Do you prefer your mold cavities polished or dull?.............and why?

Edit: This is an aluminum mold. Polished or dull?

John Boy
05-11-2016, 01:31 PM
Chris, there was a study done by a BPCR gun crank ... remove cavity bluing with bluing remover - rinse in hot water - repeat 2x more times. The surface of a cast bullet is more smooth than a mold with bluing in the cavity

Walter Laich
05-11-2016, 01:41 PM
I take a new mold, spray it with some degreasing stuff (though some will tell you this isn't necessary) heat it up and go to casting. Sometimes the Lee's will take 3-4 sessions to start dropping good bullets, Lyman and the others seem to be good from the get go.
Adding a bit more heat, within reason, when the mold is new seems to help.

Connelly47
05-11-2016, 01:57 PM
I've found a shiny mold that has been smoked black with a beeswax candle will make good bullets in the first casting. Mold temperature has more to do with getting good bullets than any coatings.

country gent
05-11-2016, 02:22 PM
Bluing causes a oxidation on steel that may affect castings finish some. I normally clean with a solvent dregreaser ( maybe even a short soaking in it). I dispose of this as adding back to bottle contaminates the whole bottle with whatever is removed from the parts. I then scrup good with dish soap water and a tooth brush really working up a foam, I do this twice. I then heat over low heat to speed drying. I then lube hinge points sprue plate and alighnment pins. Pre heat and cast. I did clean one set of steel blocks with dawn and lemishine it removed the bluing eerywhere it touched. After a couple sessions the were again a dark blkue with no reall diffrence in bullets size finish or consistancy. As long as the cavities are smooth without chatter or feed lines bullets should be good. If bullets need it I lap the mould lightly. Sticking bullets, slightly small size, machine marks or chatter showing thru ect ect. Normally a light lapping with flitz or simichrome maybe diamond lapping compound for feed lines or chatter. You just need to polish the surface not really remove metal unless its a size issue. The bluing induced oxidation on the surface may aid with bullet release as lead tin dosnt adhere as well to the oxidation.

runfiverun
05-11-2016, 02:30 PM
I like the blued because it does help release the boolit it also protects the metal from brown rust forming.

bangerjim
05-11-2016, 03:18 PM
I have LOTS of Al and Brass molds. Also several ferrous molds that are NOT blued. Bluing is only a chemical cosmetic surface finish that gives steel a nice look. It does not protect against rust.......unless you treat it with oil. Fresh blued steel will, in fact, rust faster than shiny steel. I use bluing on all the speciality machine tools I make, but ALWAYS rub them with light oil immediately to prevent surface rusting, even here in the desert!

My ferrous molds just do not rust.

Bluing could potentially increase surface grab (since there is no oil) and might lead to not-to-good release.
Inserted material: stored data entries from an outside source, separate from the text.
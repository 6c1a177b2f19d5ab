mod health;
mod metrics;
mod predict;
mod root;

use crate::{model_service::ModelService, server::SharedState};
use axum::{
    routing::{get, post},
    Router,
};

pub fn api_routes<M: ModelService>() -> Router<SharedState<M>> {
    Router::new()
        .route("/", get(root::root))
        .route("/health", get(health::healthcheck))
        .route("/metrics", get(metrics::metrics_handler::<M>))
        .route("/predict", post(predict::predict::<M>))
}
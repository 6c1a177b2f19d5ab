use crate::{
    inference_service::{Prediction, PredictionError},
    model_service::ModelService,
    server::SharedState,
};
use axum::{
    body::Bytes,
    extract::{
        multipart::{MultipartError, MultipartRejection},
        Multipart, State,
    },
    http::StatusCode,
    response::{IntoResponse, Response},
    Json,
};
use serde::{Deserialize, Serialize};
use std::time::Instant;
use thiserror::Error;
use tracing::instrument;

const ROUTE: &str = "/predict";
const FILE_FIELD: &str = "file";

#[derive(Error, Debug)]
pub enum PredictError {
    #[error("invalid multipart request: {0}")]
    Rejection(#[from] MultipartRejection),
    #[error("failed to read multipart body: {0}")]
    Multipart(#[from] MultipartError),
    #[error("no `file` field in upload")]
    MissingFile,
    #[error("{0}")]
    Prediction(#[from] PredictionError),
    #[error("prediction task failed: {0}")]
    Task(#[from] tokio::task::JoinError),
}

#[derive(Serialize, Deserialize)]
pub struct ErrorBody {
    pub error: String,
}

impl IntoResponse for PredictError {
    fn into_response(self) -> Response {
        (
            StatusCode::INTERNAL_SERVER_ERROR,
            Json(ErrorBody {
                error: self.to_string(),
            }),
        )
            .into_response()
    }
}

#[instrument(skip(state, multipart))]
pub async fn predict<M: ModelService>(
    State(state): State<SharedState<M>>,
    multipart: Result<Multipart, MultipartRejection>,
) -> Result<Json<Prediction>, PredictError> {
    state.metrics.record_request(ROUTE);
    let start = Instant::now();

    let result = async {
        let image_data = read_file_field(multipart?).await?;
        tracing::debug!("Received upload of {} bytes", image_data.len());
        let inference_service = state.inference_service.clone();
        let prediction =
            tokio::task::spawn_blocking(move || inference_service.predict(&image_data)).await??;
        Ok::<_, PredictError>(prediction)
    }
    .await;

    state
        .metrics
        .record_prediction_duration(start.elapsed().as_millis() as u64, ROUTE);

    match result {
        Ok(prediction) => Ok(Json(prediction)),
        Err(err) => {
            tracing::error!("Prediction failed: {}", err);
            state.metrics.record_prediction_error(ROUTE);
            Err(err)
        }
    }
}

async fn read_file_field(mut multipart: Multipart) -> Result<Bytes, PredictError> {
    while let Some(field) = multipart.next_field().await? {
        if field.name() == Some(FILE_FIELD) {
            return Ok(field.bytes().await?);
        }
    }
    Err(PredictError::MissingFile)
}
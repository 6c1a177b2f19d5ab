use crate::{
    labels::ClassNames,
    model_service::{ModelError, ModelService},
    preprocessing::{preprocess, PreprocessError},
};
use serde::{Deserialize, Serialize};
use std::sync::Arc;
use thiserror::Error;

#[derive(Error, Debug)]
pub enum PredictionError {
    #[error("{0}")]
    Preprocess(#[from] PreprocessError),
    #[error("{0}")]
    Model(#[from] ModelError),
    #[error("model returned an empty output")]
    EmptyOutput,
    #[error("class index {index} out of range for {len} class names")]
    UnknownClass { index: usize, len: usize },
}

#[derive(Debug, Clone, PartialEq, Serialize, Deserialize)]
pub struct Prediction {
    pub prediction: String,
    pub confidence: f32,
}

#[derive(Clone)]
pub struct InferenceService<M: ModelService> {
    model_service: Arc<M>,
    class_names: Arc<ClassNames>,
    image_size: u32,
}

impl<M: ModelService> InferenceService<M> {
    pub fn new(model_service: M, class_names: ClassNames, image_size: u32) -> Self {
        Self {
            model_service: Arc::new(model_service),
            class_names: Arc::new(class_names),
            image_size,
        }
    }

    pub fn class_names(&self) -> &ClassNames {
        &self.class_names
    }

    pub fn predict(&self, image_data: &[u8]) -> Result<Prediction, PredictionError> {
        let (input, _resized) = preprocess(image_data, self.image_size)?;
        let scores = self.model_service.run(&input)?;

        let (index, confidence) = argmax(scores.iter().copied())?;
        let label = self
            .class_names
            .get(index)
            .ok_or(PredictionError::UnknownClass {
                index,
                len: self.class_names.len(),
            })?;

        tracing::debug!(
            "Predicted class {} ({}) with confidence {:.3}",
            index,
            label,
            confidence
        );

        Ok(Prediction {
            prediction: label.to_string(),
            confidence,
        })
    }
}

/// Index and value of the highest score; the first one wins on ties and the
/// first NaN outranks everything.
fn argmax(scores: impl Iterator<Item = f32>) -> Result<(usize, f32), PredictionError> {
    scores
        .enumerate()
        .reduce(|accum, item| {
            if !accum.1.is_nan() && (item.1.is_nan() || item.1 > accum.1) {
                item
            } else {
                accum
            }
        })
        .ok_or(PredictionError::EmptyOutput)
}

#[cfg(test)]
mod tests {
    use super::*;
    use image::{DynamicImage, ImageBuffer, Rgb};
    use ndarray::{Array, ArrayD, Ix4, IxDyn};
    use std::io::Cursor;

    #[derive(Clone)]
    struct MockModelService {
        scores: Vec<f32>,
    }

    impl ModelService for MockModelService {
        fn run(&self, input: &Array<f32, Ix4>) -> Result<ArrayD<f32>, ModelError> {
            assert_eq!(input.shape(), &[1, 256, 256, 3]);
            Ok(ArrayD::from_shape_vec(
                IxDyn(&[1, self.scores.len()]),
                self.scores.clone(),
            )?)
        }
    }

    #[derive(Clone)]
    struct FailingModelService {}

    impl ModelService for FailingModelService {
        fn run(&self, _input: &Array<f32, Ix4>) -> Result<ArrayD<f32>, ModelError> {
            Err(ModelError::Inference("Got invalid dimensions for input".into()))
        }
    }

    fn class_names() -> ClassNames {
        ClassNames::new(vec![
            "Potato___Early_blight".to_string(),
            "Potato___Late_blight".to_string(),
            "Potato___healthy".to_string(),
        ])
        .unwrap()
    }

    fn png_bytes() -> Vec<u8> {
        let img = ImageBuffer::<Rgb<u8>, Vec<u8>>::from_pixel(100, 100, Rgb([34, 139, 34]));
        let mut image_data: Vec<u8> = Vec::new();
        DynamicImage::ImageRgb8(img)
            .write_to(&mut Cursor::new(&mut image_data), image::ImageFormat::Png)
            .unwrap();
        image_data
    }

    #[test]
    fn test_predict_picks_highest_score() {
        let model = MockModelService {
            scores: vec![0.1, 0.7, 0.2],
        };
        let service = InferenceService::new(model, class_names(), 256);

        let prediction = service.predict(&png_bytes()).unwrap();

        assert_eq!(prediction.prediction, "Potato___Late_blight");
        assert_eq!(prediction.confidence, 0.7);
        assert!(service.class_names().contains(&prediction.prediction));
    }

    #[test]
    fn test_predict_unknown_class_index() {
        let model = MockModelService {
            scores: vec![0.05, 0.05, 0.1, 0.8],
        };
        let service = InferenceService::new(model, class_names(), 256);

        let err = service.predict(&png_bytes()).unwrap_err();

        assert!(matches!(
            err,
            PredictionError::UnknownClass { index: 3, len: 3 }
        ));
    }

    #[test]
    fn test_predict_propagates_decode_error() {
        let model = MockModelService {
            scores: vec![1.0, 0.0, 0.0],
        };
        let service = InferenceService::new(model, class_names(), 256);

        let err = service.predict(b"not an image").unwrap_err();

        assert!(matches!(err, PredictionError::Preprocess(_)));
        assert!(!err.to_string().is_empty());
    }

    #[test]
    fn test_predict_propagates_model_error() {
        let service = InferenceService::new(FailingModelService {}, class_names(), 256);

        let err = service.predict(&png_bytes()).unwrap_err();

        assert_eq!(err.to_string(), "inference failed: Got invalid dimensions for input");
    }

    #[test]
    fn test_predict_empty_output() {
        let model = MockModelService { scores: vec![] };
        let service = InferenceService::new(model, class_names(), 256);

        assert!(matches!(
            service.predict(&png_bytes()),
            Err(PredictionError::EmptyOutput)
        ));
    }

    #[test]
    fn test_argmax_keeps_first_on_ties() {
        let (index, value) = argmax(vec![0.2, 0.4, 0.4, 0.0].into_iter()).unwrap();

        assert_eq!(index, 1);
        assert_eq!(value, 0.4);
    }

    #[test]
    fn test_argmax_picks_first_nan() {
        let (index, value) = argmax(vec![0.9, f32::NAN, 0.3, f32::NAN].into_iter()).unwrap();

        assert_eq!(index, 1);
        assert!(value.is_nan());

        let (index, _) = argmax(vec![f32::NAN, 0.9].into_iter()).unwrap();
        assert_eq!(index, 0);
    }
}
But that is getting down to the microscopic level! Poor release is generally due to burrs and damage, rather than the finish in the cavity.

But I prefer and always buy only brass molds these days. No smoke, no bluing no oil needed....just clean golden shiny yellow brass!

Have fun!

leadman
05-12-2016, 02:33 PM
I have found that the recent Lee molds cast better if the very shiny surface is dulled. I either use Comet and a nylon brush, a pencil eraser or purple power soap to dull them. Don't know why but it works and I get better fill-out.